おしまい

前田司郎の『逆に14歳』はかなりの問題作と思うのですが、もし誰か読んだ人がいたらぜひ感想を聞かせて下さい。(新潮10月号に載ってます)


本当は立ち読みで全クリしようと思っていたのだけど、何回か通って読んでいるうちに価値を見出して、これはきっと良い資料だなという感じに嬉しくなって購入。冒頭から飛ばし気味というか、見たこと無い文体が気に入った。ただ、最後のほうで流れが一気に変わって核心が露になるところのお話の内容が理解できなくて、いや、理解できなくもないのだけど 何でそっち行くの!そっち!?という感じに喰らってしまい、動揺というか、結末には期待していただけに痛恨というか。別にグロテスクとかじゃないけれど、道で鳩の死骸を見たくらいの大きなショックをここ2週間ほどずるずる引きずっております。


さて。前田司郎という男は劇作家なのらしい。以前読んだ誰かの小説も、著者を調べてみたら実は劇作家、ということが何度かあって、どうやら劇作家というのは面白い文を書く。ウィキペディア曰く、前田司郎は小学生の頃から小説らしきものを書いていたのだが、途中で読み直す度に続きが書けなくなって辞めてしまうというのを繰り返していたらしい。学校がつまらなくなり、文学的なものに飢えていた中学生の頃 演劇に興味を持ち始め、読み返さずに書いてしまう戯曲の手法を小説に持ち込んだところ、最後まで書けずにいた小説がちゃんと最後まで書けるようになったのだという。興味深い。

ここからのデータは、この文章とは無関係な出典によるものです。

//! UI screens for the application.

pub mod activity_form;
pub mod dashboard;
pub mod goal_form;
pub mod goals;
pub mod profile_form;
pub mod weekly_report;

pub use activity_form::ActivityForm;
pub use dashboard::DashboardScreen;
pub use goal_form::GoalForm;
pub use goals::GoalsScreen;
pub use profile_form::ProfileForm;
pub use weekly_report::WeeklyReportScreen;

/// Screen navigation state.
#[derive(Debug, Clone, Copy, PartialEq, Eq, Default)]
pub enum Screen {
    /// Profile summary, goals panel and activity table
    #[default]
    Dashboard,
    /// Profile form
    Profile,
    /// Activity form
    LogActivity,
    /// Goal form
    SetGoal,
    /// Goal list
    Goals,
    /// Weekly report text
    WeeklyReport,
}

impl Screen {
    /// Whether the screen needs a profile before it can be opened.
    pub fn requires_profile(&self) -> bool {
        matches!(self, Screen::LogActivity | Screen::SetGoal)
    }
}

/// What the user did with a form.
#[derive(Debug, Clone, Copy, PartialEq, Eq)]
pub enum FormAction {
    Submit,
    Cancel,
}

/// OK / Cancel button row shared by the forms.
pub(crate) fn form_buttons(ui: &mut egui::Ui) -> Option<FormAction> {
    let mut action = None;
    ui.horizontal(|ui| {
        if ui.button("OK").clicked() {
            action = Some(FormAction::Submit);
        }
        if ui.button("Cancel").clicked() {
            action = Some(FormAction::Cancel);
        }
    });
    action
}
//! Goal form.

use egui::{ComboBox, Grid, RichText, TextEdit, Ui};

use super::{form_buttons, FormAction};
use crate::goals::GoalType;

/// Selected goal type plus the raw target and duration text.
#[derive(Debug, Clone, PartialEq)]
pub struct GoalForm {
    pub goal_type: GoalType,
    pub target: String,
    pub duration_days: String,
}

impl Default for GoalForm {
    fn default() -> Self {
        Self {
            goal_type: GoalType::CaloriesBurned,
            target: String::new(),
            duration_days: String::new(),
        }
    }
}

impl GoalForm {
    pub fn new() -> Self {
        Self::default()
    }

    /// Render the form.
    pub fn show(&mut self, ui: &mut Ui) -> Option<FormAction> {
        ui.heading(RichText::new("Set Goal").strong());
        ui.add_space(12.0);

        Grid::new("goal_form_grid")
            .num_columns(2)
            .spacing([12.0, 8.0])
            .show(ui, |ui| {
                ui.label("Goal Type:");
                ComboBox::from_id_salt("goal_type")
                    .selected_text(self.goal_type.display_name())
                    .show_ui(ui, |ui| {
                        for goal_type in GoalType::ALL {
                            ui.selectable_value(
                                &mut self.goal_type,
                                goal_type,
                                goal_type.display_name(),
                            );
                        }
                    });
                ui.end_row();

                ui.label(format!("Target ({}):", self.goal_type.unit()));
                ui.add(TextEdit::singleline(&mut self.target));
                ui.end_row();

                ui.label("Duration (days):");
                ui.add(TextEdit::singleline(&mut self.duration_days));
                ui.end_row();
            });

        ui.add_space(12.0);
        form_buttons(ui)
    }
}
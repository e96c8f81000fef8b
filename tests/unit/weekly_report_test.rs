//! Unit tests for the weekly report window and totals.

use chrono::NaiveDate;

use fitness_tracker::activities::{Activity, ActivityType, Category};
use fitness_tracker::reports::weekly_report;

fn date(y: i32, m: u32, d: u32) -> NaiveDate {
    NaiveDate::from_ymd_opt(y, m, d).unwrap()
}

#[test]
fn test_window_is_inclusive_on_both_ends() {
    let today = date(2025, 1, 10);
    let activities = vec![
        Activity::new(date(2025, 1, 2), Category::Cardio, ActivityType::Walking, 10),
        Activity::new(date(2025, 1, 3), Category::Cardio, ActivityType::Walking, 20),
        Activity::new(date(2025, 1, 10), Category::Cardio, ActivityType::Walking, 30),
        Activity::new(date(2025, 1, 11), Category::Cardio, ActivityType::Walking, 40),
    ];

    let report = weekly_report(&activities, today).unwrap();

    assert_eq!(report.from, date(2025, 1, 3));
    assert_eq!(report.to, today);
    assert_eq!(report.count(), 2);
    assert_eq!(report.total_duration_min, 50);
}

#[test]
fn test_category_sums_partition_totals() {
    let today = date(2025, 3, 1);
    let activities = vec![
        Activity::new(today, Category::Flexibility, ActivityType::Yoga, 45),
        Activity::new(today, Category::Cardio, ActivityType::Swimming, 30),
        Activity::new(today, Category::Sports, ActivityType::Basketball, 20),
        Activity::new(today, Category::Cardio, ActivityType::Cycling, 40),
        Activity::new(today, Category::Strength, ActivityType::BodyweightExercises, 15),
    ];

    let report = weekly_report(&activities, today).unwrap();

    let duration: u64 = report.by_category.iter().map(|t| t.duration_min).sum();
    let calories: f64 = report.by_category.iter().map(|t| t.calories).sum();
    assert_eq!(duration, report.total_duration_min);
    assert!((calories - report.total_calories).abs() < 1e-9);

    // First appearance order
    let order: Vec<Category> = report.by_category.iter().map(|t| t.category).collect();
    assert_eq!(
        order,
        vec![
            Category::Flexibility,
            Category::Cardio,
            Category::Sports,
            Category::Strength
        ]
    );

    let cardio = report.category(Category::Cardio).unwrap();
    assert_eq!(cardio.duration_min, 70);
    assert_eq!(cardio.calories, 240.0 + 300.0);
}

#[test]
fn test_empty_log_has_no_report() {
    assert!(weekly_report(&[], date(2025, 1, 10)).is_none());
}

#[test]
fn test_nothing_in_window_gives_zero_totals() {
    let activities = vec![Activity::new(
        date(2024, 1, 1),
        Category::Cardio,
        ActivityType::Running,
        30,
    )];

    let report = weekly_report(&activities, date(2025, 1, 10)).unwrap();

    assert_eq!(report.count(), 0);
    assert_eq!(report.total_duration_min, 0);
    assert_eq!(report.total_calories, 0.0);
    assert!(report.by_category.is_empty());
}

継続や完成というのは作業的な集中力じゃなく、同じことを “想い” 続けることの難儀と思う。未映子の『ヘヴン』でコジマは泣きながら言う。「わたしが、お母さんをぜったいに許せないのは/お父さんを捨てたことでも、新しい人のところへ行って何もかもをなかったことにしたことでもなくて/最後まで/最後まで、可哀想だって思い続けなかったことよ」と。お父さんが可哀想だったから結婚したと言うお母さんに対してコジマが思うのは、何でそう思い続けないのかという怒り。私も自分の両親には同じように思うところがあって、負の方向は簡単だと言われるように、バタバタ駆け下りて行くというか崩れて行くものはトラウマである。「ください」と言って貰えるのが愛情とは思ってない。ただ、途中で終わるのが恐くて始められないことはあると思う。最後の瞬間は大事だ。ドアを閉めるときは静かに、おやすみなさいは丁寧に、末尾は慎重に。だから、終わってしまう感じが淋しくないように、最後まで気を配って作られていたところなんかも泣かせて終わる小説のほうが好きだな。